The Monseigneur held her eye contact, heavy brows quirked, until he broke out in a smile and bowed his head. "Heaven most certainly has a spot for you, dearest Mary-Eunice."

Her smile was radiant, hands clasped, watching him leave. It wasn't until after the lock clicked that she kicked her shoes off to separate corners of the room, slid the habit off and broke out the whiskey for mischief well done.


	2. Chapter 2

AUTHOR'S NOTE: I felt super bad for writing this whole deal after the episode where.. well. You know. It took me a while to adjust myself and figure out where to go after this, seeing as their relationship took a deadly/creepy turn. Please forgive the wait, as I was also moving out of state at the time and am now settled. By the way, thank you all so much for the comments/favorites. Love you guys for reading my work. Love you and thank you and all that!

DOUBLE AUTHOR'S NOTE: Holy shit season finale, right? I don't even have anything to say. RIP 99% of the cast and thank you everyone who worked on this beautiful production and struggled for so many months to confuse and upset us all.

Eunice got up early because sleep was a precaution It took to keep her body healthy. It didn't need rest; the devil worked at all hours, and even in sleep when Eunice's trapped conscious had sunk into the levels of REM the devil's presence burned hot, twisted all her dreams into struggles for control and terrible, bloody failures on Eunice's part.

It schemed at night, like It did all day, but at night, there was no screaming subconscious trying to divert the thoughts. It schemed plans too big for Its reach, imagined Briarcliff crumbling suddenly, the families of the staff mourning, mothers doubled with sobs, all the inmates' dreams crushed with palpable snaps that echoed their bones under the weight of the rubble.

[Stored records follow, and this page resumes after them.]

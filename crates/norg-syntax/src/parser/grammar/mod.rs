//! # Grammar Rules
//!
//! Each rule takes a `&mut Parser` and uses its methods to:
//!
//! 1. Inspect the current token (`p.current()`, `p.at()`)
//! 2. Consume tokens (`p.bump()`, `p.bump_attached()`)
//! 3. Build tree structure (`p.node(KIND, |p| ...)`)
//!
//! ## Module Structure
//!
//! - [`block`] - Paragraphs, escapes and the non-heading detached modifiers
//! - [`heading`] - The heading hierarchy
//!
//! ## Ordered Choice
//!
//! Wherever more than one construct may start, the grammar tries a fixed,
//! prioritised list of [`Rule`]s and takes the first one whose leading token
//! matches. The lists are:
//!
//! | Context          | Rules, highest priority first                                       |
//! |------------------|---------------------------------------------------------------------|
//! | document         | standalone break, escape, paragraph, delimiter, heading, modifier   |
//! | heading level L  | paragraph, standalone break, modifier, heading of level > L         |
//!
//! Every construct is keyed by a distinct leading token, so the priority
//! order only matters where two rules could claim the same token. A context
//! with no matching rule either fails (document) or ends (heading content).
//!
//! ## Failure
//!
//! Rules return `Result`. Nothing is recovered: the first error unwinds to
//! [`document`] and the parse fails.

mod block;
mod heading;

use crate::parser::{ParseError, Parser};
use crate::syntax_kind::SyntaxKind;

/// One alternative of an ordered choice.
#[derive(Debug, Clone, Copy, PartialEq, Eq)]
enum Rule {
    StandaloneBreak,
    Escape,
    Paragraph,
    ParagraphDelimiter,
    /// Headings strictly deeper than the enclosing level.
    Heading,
    /// Quotes and unordered list items.
    DetachedModifier,
}

/// Alternatives at the top level of a document.
const DOCUMENT_RULES: [Rule; 6] = [
    Rule::StandaloneBreak,
    Rule::Escape,
    Rule::Paragraph,
    Rule::ParagraphDelimiter,
    Rule::Heading,
    Rule::DetachedModifier,
];

/// Alternatives inside a heading's content.
const HEADING_CONTENT_RULES: [Rule; 4] = [
    Rule::Paragraph,
    Rule::StandaloneBreak,
    Rule::DetachedModifier,
    Rule::Heading,
];

impl Rule {
    /// Whether this rule can start at `kind` inside a construct of level
    /// `enclosing` (0 for the document).
    fn starts_with(self, kind: SyntaxKind, enclosing: u8) -> bool {
        match self {
            Rule::StandaloneBreak => kind == SyntaxKind::STANDALONE_BREAK,
            Rule::Escape => kind == SyntaxKind::ESCAPE_PREFIX,
            Rule::Paragraph => kind == SyntaxKind::PARAGRAPH_SEGMENT,
            Rule::ParagraphDelimiter => kind == SyntaxKind::PARAGRAPH_DELIMITER,
            Rule::Heading => kind
                .heading_level()
                .is_some_and(|level| kind.is_token() && level > enclosing),
            Rule::DetachedModifier => kind.is_detached_modifier_prefix(),
        }
    }

    fn parse(self, p: &mut Parser<'_, '_>) -> Result<(), ParseError> {
        match self {
            Rule::StandaloneBreak | Rule::ParagraphDelimiter => {
                p.bump();
                Ok(())
            }
            Rule::Escape => block::escape_sequence(p),
            Rule::Paragraph => block::paragraph(p),
            Rule::Heading => heading::heading(p),
            Rule::DetachedModifier => block::detached_modifier(p),
        }
    }
}

/// Try `rules` in order at the current token.
///
/// Returns `None` when no rule starts here; nothing is consumed in that case.
fn ordered_choice(
    p: &mut Parser<'_, '_>,
    rules: &[Rule],
    enclosing: u8,
) -> Option<Result<(), ParseError>> {
    let kind = p.current();
    let rule = rules.iter().find(|rule| rule.starts_with(kind, enclosing))?;
    log::trace!("{rule:?} at {:?} ({kind:?})", p.offset());
    Some(rule.parse(p))
}

/// Parse the root document.
///
/// Creates a DOCUMENT node containing all top-level blocks. Every token must
/// be claimed by some rule.
pub fn document(p: &mut Parser<'_, '_>) -> Result<(), ParseError> {
    p.node(SyntaxKind::DOCUMENT, |p| {
        p.eat_trivia();
        while !p.at_end() {
            match ordered_choice(p, &DOCUMENT_RULES, 0) {
                Some(result) => result?,
                None => return Err(p.unexpected()),
            }
        }
        Ok(())
    })?;
    Ok(())
}

#[cfg(test)]
mod tests {
    use super::*;
    use crate::lexer::{Token, lex};
    use crate::parser::{ParseOptions, parse_tokens};
    use crate::syntax_kind::SyntaxKind::*;
    use rowan::TextSize;

    #[test]
    fn document_rules_are_prioritised() {
        assert_eq!(DOCUMENT_RULES[0], Rule::StandaloneBreak);
        assert_eq!(HEADING_CONTENT_RULES[0], Rule::Paragraph);
        assert!(!HEADING_CONTENT_RULES.contains(&Rule::Escape));
        assert!(!HEADING_CONTENT_RULES.contains(&Rule::ParagraphDelimiter));
    }

    #[test]
    fn heading_rule_only_accepts_deeper_prefixes() {
        assert!(Rule::Heading.starts_with(HEADING1_PREFIX, 0));
        assert!(Rule::Heading.starts_with(HEADING3_PREFIX, 2));
        assert!(!Rule::Heading.starts_with(HEADING2_PREFIX, 2));
        assert!(!Rule::Heading.starts_with(HEADING1_PREFIX, 2));
        assert!(!Rule::Heading.starts_with(HEADING3, 0));
    }

    #[test]
    fn ordered_choice_consumes_nothing_without_a_match() {
        let tokens = lex("\\x");
        let mut p = Parser::new(&tokens, ParseOptions::default());
        assert!(ordered_choice(&mut p, &HEADING_CONTENT_RULES, 1).is_none());
        assert_eq!(p.current(), ESCAPE_PREFIX);
    }

    #[test]
    fn stray_token_at_document_level_is_rejected() {
        let tokens = vec![
            Token::new(PARAGRAPH_SEGMENT, "text"),
            Token::new(LINE_ENDING, "\n"),
            Token::new(ANY_CHAR, "x"),
        ];
        let error = parse_tokens(&tokens, &ParseOptions::default()).unwrap_err();
        assert_eq!(
            error,
            ParseError::UnrecognizedToken {
                kind: ANY_CHAR,
                offset: TextSize::from(5),
            }
        );
    }

    #[test]
    fn node_kinds_in_the_stream_are_rejected() {
        let tokens = vec![Token::new(QUOTE, "> x")];
        let error = parse_tokens(&tokens, &ParseOptions::default()).unwrap_err();
        assert!(matches!(
            error,
            ParseError::UnrecognizedToken { kind: QUOTE, .. }
        ));
    }
}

Much like a human, goals kept It awake. It was childlike with ambition, seething with elaborate traps and tricks that bordered on the absurd.

That was how It played, but this is how It worked.

Heels tapped with the sway of her hips, the silk under her habit kissing her thighs as she made the morning rounds, stride wide and chin up. She carried a clipboard under one arm, a flashlight on a cord in the other, and spun the flashlight haphazardly as she strolled, sending flashes of light into sleeping patient's rooms. The sun had hardly breached the crust of the horizon and there was Eunice, rapping on doors, pep talking the mentally ill, sucking her lower lip between her teeth and making ominous notes on those who wanted to sleep in late. It's your own fault, she reprimanded, raising her eyebrows and poking her pencil through the patient's window grates. We'll have to bring this up in therapy later.

Lana understood this routine. She understood that it was bullshit. Eunice did this erratically once or twice a week before the sun rose (judging by the dead, damp dark that blackened the halls before the lights switched on at 7:00) and then moved on, and the official call to wake up wasn't for another two hours.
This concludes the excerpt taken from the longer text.